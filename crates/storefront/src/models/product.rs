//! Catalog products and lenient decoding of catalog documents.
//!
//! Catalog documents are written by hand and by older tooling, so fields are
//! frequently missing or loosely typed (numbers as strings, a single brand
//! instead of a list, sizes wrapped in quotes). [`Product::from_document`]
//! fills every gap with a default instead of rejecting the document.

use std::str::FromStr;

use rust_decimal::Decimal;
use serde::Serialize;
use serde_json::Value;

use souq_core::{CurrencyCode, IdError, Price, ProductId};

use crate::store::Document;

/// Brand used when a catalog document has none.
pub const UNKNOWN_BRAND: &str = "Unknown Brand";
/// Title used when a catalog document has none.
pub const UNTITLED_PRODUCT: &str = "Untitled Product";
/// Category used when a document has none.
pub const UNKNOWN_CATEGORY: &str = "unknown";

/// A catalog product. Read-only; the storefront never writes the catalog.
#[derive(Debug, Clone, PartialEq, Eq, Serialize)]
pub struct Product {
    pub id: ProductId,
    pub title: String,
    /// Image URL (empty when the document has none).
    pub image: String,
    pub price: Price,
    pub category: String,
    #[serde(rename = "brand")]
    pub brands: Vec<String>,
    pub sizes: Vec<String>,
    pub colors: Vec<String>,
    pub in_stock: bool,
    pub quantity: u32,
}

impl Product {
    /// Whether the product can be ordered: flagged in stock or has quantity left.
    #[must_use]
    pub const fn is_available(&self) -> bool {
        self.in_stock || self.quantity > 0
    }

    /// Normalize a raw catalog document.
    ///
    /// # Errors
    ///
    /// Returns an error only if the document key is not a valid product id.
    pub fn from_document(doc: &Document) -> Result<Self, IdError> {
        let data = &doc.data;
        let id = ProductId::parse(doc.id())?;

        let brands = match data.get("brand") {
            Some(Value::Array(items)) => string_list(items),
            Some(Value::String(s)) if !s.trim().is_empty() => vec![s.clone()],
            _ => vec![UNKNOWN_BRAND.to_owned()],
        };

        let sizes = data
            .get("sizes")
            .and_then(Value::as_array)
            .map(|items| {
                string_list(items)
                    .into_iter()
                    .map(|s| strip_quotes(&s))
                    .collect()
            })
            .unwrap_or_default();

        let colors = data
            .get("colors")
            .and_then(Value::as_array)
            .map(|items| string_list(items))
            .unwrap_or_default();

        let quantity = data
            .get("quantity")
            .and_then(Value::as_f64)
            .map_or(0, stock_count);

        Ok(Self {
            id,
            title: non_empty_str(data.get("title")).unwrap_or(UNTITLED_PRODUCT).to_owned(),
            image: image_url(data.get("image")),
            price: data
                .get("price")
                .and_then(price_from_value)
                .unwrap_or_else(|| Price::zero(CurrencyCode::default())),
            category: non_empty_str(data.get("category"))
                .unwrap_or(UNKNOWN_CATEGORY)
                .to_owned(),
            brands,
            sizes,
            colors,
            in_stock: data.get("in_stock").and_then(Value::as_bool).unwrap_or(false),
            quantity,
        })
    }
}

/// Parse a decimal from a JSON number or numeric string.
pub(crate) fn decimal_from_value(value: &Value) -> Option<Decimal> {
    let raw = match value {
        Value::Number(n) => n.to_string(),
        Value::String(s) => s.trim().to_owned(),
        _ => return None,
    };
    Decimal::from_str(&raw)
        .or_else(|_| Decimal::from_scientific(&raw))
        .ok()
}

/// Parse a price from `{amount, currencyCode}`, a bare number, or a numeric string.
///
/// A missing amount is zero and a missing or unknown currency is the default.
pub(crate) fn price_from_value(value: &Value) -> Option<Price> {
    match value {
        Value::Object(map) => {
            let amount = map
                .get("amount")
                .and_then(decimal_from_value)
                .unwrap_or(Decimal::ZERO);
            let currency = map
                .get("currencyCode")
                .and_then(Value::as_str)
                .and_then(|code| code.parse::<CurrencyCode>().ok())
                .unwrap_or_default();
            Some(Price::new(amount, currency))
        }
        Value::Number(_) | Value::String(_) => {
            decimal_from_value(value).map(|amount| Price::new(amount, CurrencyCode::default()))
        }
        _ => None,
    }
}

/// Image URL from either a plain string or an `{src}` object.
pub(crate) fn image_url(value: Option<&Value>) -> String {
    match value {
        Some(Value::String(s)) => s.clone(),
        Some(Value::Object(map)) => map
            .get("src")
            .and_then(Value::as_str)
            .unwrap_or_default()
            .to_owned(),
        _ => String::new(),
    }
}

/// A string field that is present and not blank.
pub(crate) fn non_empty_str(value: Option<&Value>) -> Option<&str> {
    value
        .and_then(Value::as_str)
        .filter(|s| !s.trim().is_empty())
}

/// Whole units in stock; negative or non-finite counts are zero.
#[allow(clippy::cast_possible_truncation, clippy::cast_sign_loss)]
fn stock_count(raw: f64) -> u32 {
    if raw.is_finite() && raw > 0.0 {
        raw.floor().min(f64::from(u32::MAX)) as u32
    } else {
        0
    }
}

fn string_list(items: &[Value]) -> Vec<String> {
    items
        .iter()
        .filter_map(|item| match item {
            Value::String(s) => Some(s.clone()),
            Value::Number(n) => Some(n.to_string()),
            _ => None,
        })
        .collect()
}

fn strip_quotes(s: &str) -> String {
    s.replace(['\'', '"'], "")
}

- - - - -

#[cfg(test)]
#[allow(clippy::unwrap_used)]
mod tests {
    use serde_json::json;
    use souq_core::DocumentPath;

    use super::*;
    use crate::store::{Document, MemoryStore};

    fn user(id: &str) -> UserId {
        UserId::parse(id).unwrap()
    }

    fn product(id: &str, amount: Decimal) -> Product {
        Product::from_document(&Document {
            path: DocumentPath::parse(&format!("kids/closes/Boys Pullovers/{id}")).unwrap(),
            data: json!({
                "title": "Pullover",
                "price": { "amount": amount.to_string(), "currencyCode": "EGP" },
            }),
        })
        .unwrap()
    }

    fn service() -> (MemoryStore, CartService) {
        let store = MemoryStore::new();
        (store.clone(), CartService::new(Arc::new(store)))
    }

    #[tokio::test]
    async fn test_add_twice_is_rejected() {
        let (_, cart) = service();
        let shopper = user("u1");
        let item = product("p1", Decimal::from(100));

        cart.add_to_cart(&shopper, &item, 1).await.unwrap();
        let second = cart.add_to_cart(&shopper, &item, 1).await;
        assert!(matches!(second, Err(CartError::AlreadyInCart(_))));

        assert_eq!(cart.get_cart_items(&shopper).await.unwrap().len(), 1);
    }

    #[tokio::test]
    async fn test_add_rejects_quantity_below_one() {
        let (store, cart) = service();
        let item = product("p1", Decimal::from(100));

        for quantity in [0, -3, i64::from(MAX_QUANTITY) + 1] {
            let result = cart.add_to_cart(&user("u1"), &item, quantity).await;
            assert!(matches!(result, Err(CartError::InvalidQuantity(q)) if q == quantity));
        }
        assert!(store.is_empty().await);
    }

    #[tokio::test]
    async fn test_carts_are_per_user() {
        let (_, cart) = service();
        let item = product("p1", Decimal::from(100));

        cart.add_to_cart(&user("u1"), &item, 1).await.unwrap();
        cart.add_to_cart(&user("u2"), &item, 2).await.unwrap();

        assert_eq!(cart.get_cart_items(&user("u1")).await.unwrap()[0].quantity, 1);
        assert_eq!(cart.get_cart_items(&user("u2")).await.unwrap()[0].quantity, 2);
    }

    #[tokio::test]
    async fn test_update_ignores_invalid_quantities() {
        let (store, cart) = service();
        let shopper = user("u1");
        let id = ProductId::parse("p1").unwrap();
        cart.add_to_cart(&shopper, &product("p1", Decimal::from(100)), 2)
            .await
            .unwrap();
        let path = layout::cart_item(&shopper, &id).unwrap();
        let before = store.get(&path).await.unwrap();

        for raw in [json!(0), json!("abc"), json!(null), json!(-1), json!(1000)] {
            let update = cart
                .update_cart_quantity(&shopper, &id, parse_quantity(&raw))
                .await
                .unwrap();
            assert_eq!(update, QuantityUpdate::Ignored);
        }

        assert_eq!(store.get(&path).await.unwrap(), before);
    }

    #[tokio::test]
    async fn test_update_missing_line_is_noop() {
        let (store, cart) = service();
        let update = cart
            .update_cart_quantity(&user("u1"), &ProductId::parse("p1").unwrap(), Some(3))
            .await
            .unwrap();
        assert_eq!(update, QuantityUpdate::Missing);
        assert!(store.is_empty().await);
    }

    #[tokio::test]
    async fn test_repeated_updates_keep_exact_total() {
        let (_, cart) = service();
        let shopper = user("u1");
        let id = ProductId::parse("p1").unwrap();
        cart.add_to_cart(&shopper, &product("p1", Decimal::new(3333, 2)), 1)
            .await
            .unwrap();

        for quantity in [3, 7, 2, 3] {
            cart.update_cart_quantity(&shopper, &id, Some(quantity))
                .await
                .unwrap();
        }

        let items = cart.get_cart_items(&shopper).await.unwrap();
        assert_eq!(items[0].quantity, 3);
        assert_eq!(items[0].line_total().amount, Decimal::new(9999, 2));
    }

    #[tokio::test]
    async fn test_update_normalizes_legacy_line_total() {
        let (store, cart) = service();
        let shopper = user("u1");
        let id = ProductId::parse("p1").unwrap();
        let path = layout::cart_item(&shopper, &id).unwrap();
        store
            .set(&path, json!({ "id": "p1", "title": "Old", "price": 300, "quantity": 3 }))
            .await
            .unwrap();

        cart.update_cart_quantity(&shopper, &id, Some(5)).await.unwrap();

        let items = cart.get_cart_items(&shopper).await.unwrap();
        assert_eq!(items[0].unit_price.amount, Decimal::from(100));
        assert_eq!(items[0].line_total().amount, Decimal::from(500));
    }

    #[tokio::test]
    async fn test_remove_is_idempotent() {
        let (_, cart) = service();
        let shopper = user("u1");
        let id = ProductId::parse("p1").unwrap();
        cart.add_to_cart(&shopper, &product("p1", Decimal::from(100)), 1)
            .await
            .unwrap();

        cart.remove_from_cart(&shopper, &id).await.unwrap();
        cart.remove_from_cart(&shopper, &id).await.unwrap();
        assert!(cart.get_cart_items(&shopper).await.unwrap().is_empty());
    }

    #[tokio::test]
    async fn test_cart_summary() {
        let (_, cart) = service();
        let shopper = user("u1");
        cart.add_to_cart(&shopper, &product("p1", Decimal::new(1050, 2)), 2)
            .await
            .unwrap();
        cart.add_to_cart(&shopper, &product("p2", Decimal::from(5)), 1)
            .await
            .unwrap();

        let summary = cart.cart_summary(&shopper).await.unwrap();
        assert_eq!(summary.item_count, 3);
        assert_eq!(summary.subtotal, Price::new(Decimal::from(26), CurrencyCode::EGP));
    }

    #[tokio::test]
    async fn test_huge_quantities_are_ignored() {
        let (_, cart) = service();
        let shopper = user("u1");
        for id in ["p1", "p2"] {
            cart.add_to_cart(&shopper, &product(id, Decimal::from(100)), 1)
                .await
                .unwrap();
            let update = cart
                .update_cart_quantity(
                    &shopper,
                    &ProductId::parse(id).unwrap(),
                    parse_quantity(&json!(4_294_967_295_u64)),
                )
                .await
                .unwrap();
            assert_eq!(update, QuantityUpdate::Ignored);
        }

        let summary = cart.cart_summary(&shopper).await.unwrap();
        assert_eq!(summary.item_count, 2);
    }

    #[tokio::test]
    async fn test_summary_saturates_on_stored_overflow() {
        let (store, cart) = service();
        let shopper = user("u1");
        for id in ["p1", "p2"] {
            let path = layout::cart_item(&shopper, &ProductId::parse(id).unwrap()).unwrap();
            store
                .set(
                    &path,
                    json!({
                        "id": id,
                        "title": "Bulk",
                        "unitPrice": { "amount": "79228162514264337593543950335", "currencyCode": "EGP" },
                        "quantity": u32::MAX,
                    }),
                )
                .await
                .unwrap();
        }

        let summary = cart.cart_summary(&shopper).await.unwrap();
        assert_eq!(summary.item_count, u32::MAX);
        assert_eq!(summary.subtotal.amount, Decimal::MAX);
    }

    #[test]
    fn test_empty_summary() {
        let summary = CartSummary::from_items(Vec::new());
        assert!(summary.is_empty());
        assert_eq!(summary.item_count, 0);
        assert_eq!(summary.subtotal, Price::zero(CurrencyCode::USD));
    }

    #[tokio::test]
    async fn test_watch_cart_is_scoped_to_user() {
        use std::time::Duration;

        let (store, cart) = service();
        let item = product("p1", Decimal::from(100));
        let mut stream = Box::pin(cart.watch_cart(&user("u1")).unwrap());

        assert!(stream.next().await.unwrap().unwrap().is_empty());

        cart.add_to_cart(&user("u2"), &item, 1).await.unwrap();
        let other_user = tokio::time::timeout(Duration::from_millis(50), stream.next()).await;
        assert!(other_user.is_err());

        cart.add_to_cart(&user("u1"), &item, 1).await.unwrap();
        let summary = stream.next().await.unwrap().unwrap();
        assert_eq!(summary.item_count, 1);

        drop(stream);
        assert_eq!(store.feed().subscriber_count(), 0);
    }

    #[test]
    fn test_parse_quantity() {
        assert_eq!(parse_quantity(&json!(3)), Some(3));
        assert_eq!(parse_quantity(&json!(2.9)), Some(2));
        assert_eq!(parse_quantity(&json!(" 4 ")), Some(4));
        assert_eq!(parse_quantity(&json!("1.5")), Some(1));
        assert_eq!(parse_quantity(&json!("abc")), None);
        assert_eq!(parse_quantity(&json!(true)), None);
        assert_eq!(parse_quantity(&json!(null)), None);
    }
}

- - - - -

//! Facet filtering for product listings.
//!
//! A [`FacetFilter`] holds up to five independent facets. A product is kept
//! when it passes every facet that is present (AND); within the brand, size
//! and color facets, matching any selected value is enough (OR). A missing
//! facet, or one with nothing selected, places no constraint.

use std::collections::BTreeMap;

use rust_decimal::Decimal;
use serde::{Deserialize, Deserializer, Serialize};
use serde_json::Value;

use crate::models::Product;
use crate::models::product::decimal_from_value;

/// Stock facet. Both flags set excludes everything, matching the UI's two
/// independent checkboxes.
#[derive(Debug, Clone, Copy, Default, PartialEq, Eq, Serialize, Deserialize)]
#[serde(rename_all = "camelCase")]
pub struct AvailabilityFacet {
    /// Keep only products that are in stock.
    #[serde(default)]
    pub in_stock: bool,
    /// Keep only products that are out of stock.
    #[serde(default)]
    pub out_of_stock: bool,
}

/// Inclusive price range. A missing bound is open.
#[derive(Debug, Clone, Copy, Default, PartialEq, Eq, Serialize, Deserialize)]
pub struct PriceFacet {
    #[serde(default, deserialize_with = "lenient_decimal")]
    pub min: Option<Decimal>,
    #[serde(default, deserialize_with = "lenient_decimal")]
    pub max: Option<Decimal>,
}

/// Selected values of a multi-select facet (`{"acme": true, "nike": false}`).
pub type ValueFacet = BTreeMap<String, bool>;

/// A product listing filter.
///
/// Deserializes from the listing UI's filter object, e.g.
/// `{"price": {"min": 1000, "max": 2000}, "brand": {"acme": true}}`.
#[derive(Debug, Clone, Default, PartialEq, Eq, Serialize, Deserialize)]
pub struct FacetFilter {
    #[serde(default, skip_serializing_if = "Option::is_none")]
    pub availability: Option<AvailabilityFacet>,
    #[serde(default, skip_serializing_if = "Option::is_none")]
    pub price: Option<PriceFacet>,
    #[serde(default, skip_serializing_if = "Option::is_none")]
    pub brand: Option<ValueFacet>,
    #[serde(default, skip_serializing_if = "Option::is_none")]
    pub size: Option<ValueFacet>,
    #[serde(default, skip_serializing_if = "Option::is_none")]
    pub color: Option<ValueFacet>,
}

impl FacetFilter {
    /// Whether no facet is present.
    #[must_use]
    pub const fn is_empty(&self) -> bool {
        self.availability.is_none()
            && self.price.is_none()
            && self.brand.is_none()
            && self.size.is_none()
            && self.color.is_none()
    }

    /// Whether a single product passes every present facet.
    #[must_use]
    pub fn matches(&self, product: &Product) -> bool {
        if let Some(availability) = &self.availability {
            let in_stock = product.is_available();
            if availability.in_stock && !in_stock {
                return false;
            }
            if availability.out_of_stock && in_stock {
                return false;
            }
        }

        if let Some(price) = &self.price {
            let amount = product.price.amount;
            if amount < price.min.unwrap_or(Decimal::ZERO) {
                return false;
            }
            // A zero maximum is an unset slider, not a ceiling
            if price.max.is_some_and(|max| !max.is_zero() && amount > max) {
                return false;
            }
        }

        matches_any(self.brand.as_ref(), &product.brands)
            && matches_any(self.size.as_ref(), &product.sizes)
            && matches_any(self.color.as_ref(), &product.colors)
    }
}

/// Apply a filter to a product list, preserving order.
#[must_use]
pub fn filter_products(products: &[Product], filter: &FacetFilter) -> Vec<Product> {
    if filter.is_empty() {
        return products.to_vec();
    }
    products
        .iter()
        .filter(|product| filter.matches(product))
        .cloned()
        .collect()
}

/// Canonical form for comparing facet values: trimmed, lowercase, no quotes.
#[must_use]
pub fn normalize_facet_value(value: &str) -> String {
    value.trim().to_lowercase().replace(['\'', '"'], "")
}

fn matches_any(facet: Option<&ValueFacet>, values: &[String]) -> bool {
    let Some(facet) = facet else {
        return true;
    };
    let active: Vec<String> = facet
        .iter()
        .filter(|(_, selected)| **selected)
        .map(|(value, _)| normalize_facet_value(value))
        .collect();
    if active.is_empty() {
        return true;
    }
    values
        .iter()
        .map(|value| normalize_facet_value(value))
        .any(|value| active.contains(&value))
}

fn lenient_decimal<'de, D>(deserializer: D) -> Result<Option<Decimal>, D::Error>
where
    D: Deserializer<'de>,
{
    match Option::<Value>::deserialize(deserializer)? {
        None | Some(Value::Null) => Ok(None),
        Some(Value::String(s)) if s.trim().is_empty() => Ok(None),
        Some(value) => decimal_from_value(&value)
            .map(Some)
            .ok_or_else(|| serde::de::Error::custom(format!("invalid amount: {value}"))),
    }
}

- - - - -

EXERCISE BRIEF:
When the word "colors" turns up on a line of the material above, copy that line.

WRITTEN ANSWER:
    pub colors: Vec<String>,
        let colors = data
            .get("colors")
            colors,
            && matches_any(self.color.as_ref(), &product.colors)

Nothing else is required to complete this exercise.